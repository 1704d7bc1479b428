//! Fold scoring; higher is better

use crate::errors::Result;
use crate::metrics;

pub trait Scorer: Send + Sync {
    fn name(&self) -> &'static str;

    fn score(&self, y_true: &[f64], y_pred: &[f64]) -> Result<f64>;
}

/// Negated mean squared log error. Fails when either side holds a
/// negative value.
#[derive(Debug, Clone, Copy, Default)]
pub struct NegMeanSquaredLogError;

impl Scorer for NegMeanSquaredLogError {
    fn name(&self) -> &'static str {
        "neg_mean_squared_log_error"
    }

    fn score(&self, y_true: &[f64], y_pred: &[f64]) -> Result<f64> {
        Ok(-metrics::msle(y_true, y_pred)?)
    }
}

--------

→ What is needed
Once you reach the line that contains "impl Scorer for", transcribe it and all remaining lines of the listing exactly; skip everything before it.

→ Task response
impl Scorer for NegMeanSquaredLogError {
    fn name(&self) -> &'static str {
        "neg_mean_squared_log_error"
    }

    fn score(&self, y_true: &[f64], y_pred: &[f64]) -> Result<f64> {
        Ok(-metrics::msle(y_true, y_pred)?)
    }
}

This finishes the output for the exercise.